Много воды с тех пор утекло, но так и закрепилось. Женщина, слышащая чужие голоса, эмоционально нестабильная, страдающая от галлюцинаций и бреда; женщина, едва не превратившая свой дом в горящий факел; женщина, ходившая по краю, упавшая в бездну своего безумия, переставшая быть собой и ставшая кем-то чужим, кем-то разделённым, расщеплённым и несчастным; она была моей матерью, а я ее единственной дочерью. Петуния называла русоволосую и полногрудую Кейт мамой, а меня ненормальной, психованной, уродкой. Я стала воплощением нашей матери, ее наследием, ее памятью. Только вот в отличие от неё я все ещё оставалась в этом мире, не избавив свою семью от лишнего груза. В какой-то момент я честно пыталась убежать от тени своей матери, но мне не удалось. Я чувствовала такую сильнейшую связь с ней, что иногда боялась потеряться в чувствах, не принадлежащих мне; я боялась перестать быть собой и стать своей матерью, а страхи мои были вовсе не беспочвенны. Все знакомые и друзья семьи твердили, что я вылитая мать. От неё я унаследовала медно-рыжие волосы, бледную кожу, тонкие запястья, узкие ладони с длинными пальцами, правда, обошлось без безумного взгляда, как говорит отец. У неё было цветочное и кровавое имя — Роза. Режущее, острое, быстрое, но бесконечно прекрасное и женственное. Иногда я боялась произносить его вслух. Мне она дала имя в честь лилий; отец считал, что оно символизирует чистоту и нежность, а я считала, что мама, посмеявшись, закутала меня в белый саван. Я не могу сказать, чего хотела больше всю свою жизнь: избавиться навсегда от воспоминаний о матери, или же сохранить их внутри себя на всю оставшуюся вечность, привязать мамину тень цепями к своему сердцу и никогда не отпускать.
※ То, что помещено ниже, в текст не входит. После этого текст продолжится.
//! Action and observation space compilers

use crate::engine::{Engine, InputSystem};
use crate::observer::{observer_parent, property_source, provision_capture};
use crate::settings::BridgeSettings;
use e2l_core::observation::CAMERA_FIELD;
use e2l_core::{
    ActionDesc, ActionSpaceDesc, BridgeError, ObservationSpaceDesc, PropertyValue, Result, SpaceDesc,
    observation_key,
};
use tracing::{debug, warn};

/// Group the engine's input bindings by action/axis name
///
/// Action keys are collected without duplicates; axis bindings accumulate
/// one `(key, scale)` pair per binding, repeats included. A name bound both as action and as axis
/// keeps whichever kind was seen first.
pub fn action_space<E: InputSystem + ?Sized>(engine: &E) -> ActionSpaceDesc {
    let mut desc = ActionSpaceDesc::new();

    for binding in engine.action_bindings() {
        let entry = desc
            .entry(binding.action)
            .or_insert_with(|| ActionDesc::Action { keys: Vec::new() });
        if let ActionDesc::Action { keys } = entry {
            if !keys.contains(&binding.key) {
                keys.push(binding.key);
            }
        }
    }

    for binding in engine.axis_bindings() {
        let entry = desc
            .entry(binding.axis.clone())
            .or_insert_with(|| ActionDesc::Axis { keys: Vec::new() });
        match entry {
            ActionDesc::Axis { keys } => keys.push((binding.key, binding.scale)),
            ActionDesc::Action { .. } => {
                warn!(name = %binding.axis, key = %binding.key, "axis binding shadowed by an action of the same name");
            }
        }
    }

    debug!(entries = desc.len(), "compiled action space");
    desc
}

/// Descriptor for a property's runtime type
pub fn describe_property(property: &str, value: &PropertyValue) -> Result<SpaceDesc> {
    match value {
        PropertyValue::Vector(_) => Ok(SpaceDesc::Continuous { shape: vec![3] }),
        PropertyValue::Object(_) => Ok(SpaceDesc::Str),
        PropertyValue::Bool(_) => Ok(SpaceDesc::Bool),
        PropertyValue::Float(_) => Ok(SpaceDesc::Continuous { shape: vec![1] }),
        PropertyValue::Int(_) => Ok(SpaceDesc::IntBox {
            shape: vec![1],
            min: None,
            max: None,
        }),
        PropertyValue::Unsupported(type_name) => Err(BridgeError::UnsupportedPropertyType {
            property: property.to_string(),
            type_name: type_name.clone(),
        }),
    }
}

/// Describe every observation the current observers would produce
///
/// Uses the same observer filtering as the observation compiler. Screen
/// captures are provisioned here too, so the reported image shape is the
/// size of the render target actually in use.
pub fn observation_space<E: Engine + ?Sized>(
    engine: &mut E,
    settings: &BridgeSettings,
) -> Result<ObservationSpaceDesc> {
    let playing_world = engine.playing_world();
    let mut desc = ObservationSpaceDesc::new();

    for observer in engine.observers() {
        let Some(parent) = observer_parent(&*engine, &observer, playing_world) else {
            continue;
        };

        if observer.screen_capture {
            let (_, target) = provision_capture(engine, &observer, parent, settings)?;
            desc.insert(
                observation_key(&observer.name, CAMERA_FIELD),
                SpaceDesc::camera(target.width, target.height),
            );
        }

        let Some(source) = property_source(&*engine, &observer, parent) else {
            continue;
        };
        for observed in observer.observed_properties.iter().filter(|p| p.enabled) {
            let Some(value) = engine.property(source, &observed.name) else {
                continue;
            };
            desc.insert(
                observation_key(&observer.name, &observed.name),
                describe_property(&observed.name, &value)?,
            );
        }
    }

    debug!(entries = desc.len(), "compiled observation space");
    Ok(desc)
}

#[cfg(test)]
mod tests {
    use super::*;
    use crate::engine::{ObjectClass, ObserverDecl};
    use crate::sandbox::SandboxEngine;

    #[test]
    fn test_axis_grouping() {
        let mut engine = SandboxEngine::new();
        engine.bind_axis("Forward", "W", 1.0);
        engine.bind_axis("Forward", "S", -1.0);

        let desc = action_space(&engine);
        assert_eq!(
            desc["Forward"],
            ActionDesc::Axis {
                keys: vec![("W".into(), 1.0), ("S".into(), -1.0)],
            }
        );
    }

    #[test]
    fn test_repeated_axis_bindings_accumulate() {
        let mut engine = SandboxEngine::new();
        engine.bind_axis("Turn", "MouseX", 1.0);
        engine.bind_axis("Turn", "MouseX", 1.0);

        let desc = action_space(&engine);
        assert_eq!(
            desc["Turn"],
            ActionDesc::Axis {
                keys: vec![("MouseX".into(), 1.0), ("MouseX".into(), 1.0)],
            }
        );
    }

    #[test]
    fn test_action_keys_deduplicated() {
        let mut engine = SandboxEngine::new();
        engine.bind_action("Fire", "SpaceBar");
        engine.bind_action("Fire", "LeftMouseButton");
        engine.bind_action("Fire", "SpaceBar");
        engine.bind_action("Jump", "J");

        let desc = action_space(&engine);
        assert_eq!(
            desc["Fire"],
            ActionDesc::Action {
                keys: vec!["SpaceBar".into(), "LeftMouseButton".into()],
            }
        );
        assert_eq!(desc.len(), 2);
    }

    #[test]
    fn test_property_descriptors() {
        let (mut engine, world) = SandboxEngine::with_playing_world();
        let pawn = engine.spawn_entity(world, "Pawn");
        engine.define(pawn, "Location", PropertyValue::Vector([0.0; 3]));
        engine.define(pawn, "Target", PropertyValue::Object("None".into()));
        engine.define(pawn, "Alive", PropertyValue::Bool(true));
        engine.define(pawn, "Speed", PropertyValue::Float(1.0));
        engine.define(pawn, "Ammo", PropertyValue::Int(3));
        engine.add_observer(
            pawn,
            ObserverDecl::new("Hero")
                .observe("Location")
                .observe("Target")
                .observe("Alive")
                .observe("Speed")
                .observe("Ammo"),
        );

        let desc = observation_space(&mut engine, &BridgeSettings::default()).unwrap();
        assert_eq!(desc["Hero:Location"], SpaceDesc::Continuous { shape: vec![3] });
        assert_eq!(desc["Hero:Target"], SpaceDesc::Str);
        assert_eq!(desc["Hero:Alive"], SpaceDesc::Bool);
        assert_eq!(desc["Hero:Speed"], SpaceDesc::Continuous { shape: vec![1] });
        assert_eq!(
            desc["Hero:Ammo"],
            SpaceDesc::IntBox {
                shape: vec![1],
                min: None,
                max: None,
            }
        );
    }

    #[test]
    fn test_camera_descriptor_uses_target_size() {
        let (mut engine, world) = SandboxEngine::with_playing_world();
        let pawn = engine.spawn_entity(world, "Pawn");
        let camera = engine.attach(pawn, ObjectClass::Camera, "Camera");
        engine.add_observer(camera, ObserverDecl::new("Eye").with_screen_capture());

        let settings = BridgeSettings {
            capture_width: 84,
            capture_height: 64,
            ..Default::default()
        };
        let desc = observation_space(&mut engine, &settings).unwrap();
        assert_eq!(desc["Eye:camera"], SpaceDesc::camera(84, 64));
    }

    #[test]
    fn test_unsupported_type_is_error() {
        let (mut engine, world) = SandboxEngine::with_playing_world();
        let pawn = engine.spawn_entity(world, "Pawn");
        engine.define(pawn, "Mesh", PropertyValue::Unsupported("StaticMesh".into()));
        engine.add_observer(pawn, ObserverDecl::new("Hero").observe("Mesh"));

        assert!(matches!(
            observation_space(&mut engine, &BridgeSettings::default()),
            Err(BridgeError::UnsupportedPropertyType { .. })
        ));
    }

    #[test]
    fn test_no_playing_world_reports_no_observers() {
        let mut engine = SandboxEngine::new();
        let world = engine.add_world();
        let pawn = engine.spawn_entity(world, "Pawn");
        engine.define(pawn, "Ammo", PropertyValue::Int(3));
        engine.add_observer(pawn, ObserverDecl::new("Hero").observe("Ammo"));

        let desc = observation_space(&mut engine, &BridgeSettings::default()).unwrap();
        assert!(desc.is_empty());
    }
}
Нашу семью обходили стороной, жалели, слегка побаивались, а дети дразнили меня с сестрой, обзывая нас психами; несмотря на все старания Петуньи в новой школе тоже узнали о нашей настоящей матери: Джон растрезвонил всем своим друзьям, что у него теперь две психованные сестрёнки. Всё началось сначала. Петуния страдала от унижений, рыдала по ночам в подушку и умоляла Джона все исправить, а я не обращала по большей части внимание, но когда меня доводили, то давала сдачи. Магия не контролируется ребёнком. Стаканы разбиваются прямо в руках у высокомерных девочек, велосипеды выезжают на проезжую часть, ладони тех, кто отбирал мои завтраки и разбрасывал по коридору вещи, краснели, зудели, вынуждая расчёсывать кожу до крови. Я никогда не чувствовала удовлетворения от причинённой боли, напротив, мне становилось тошно от самой себя и того, что я сделала. Ненависть отравляла меня изнутри. Туни старалась не обращать внимание на мои выходки, но когда это стало слишком часто проявляться, она не выдержала. Она боялась меня, сторонилась.
Хогвартс поменял многое в моей жизни, показал мое истинное место, научил контролировать свои силы, но я не перестала сторониться людей. А уж презрительное «грязнокровка» только подтвердило правильность моего решения. Пусть в этом мире меня не считают безумной, но своей они тоже меня не признали. Я не хотела с этим бороться.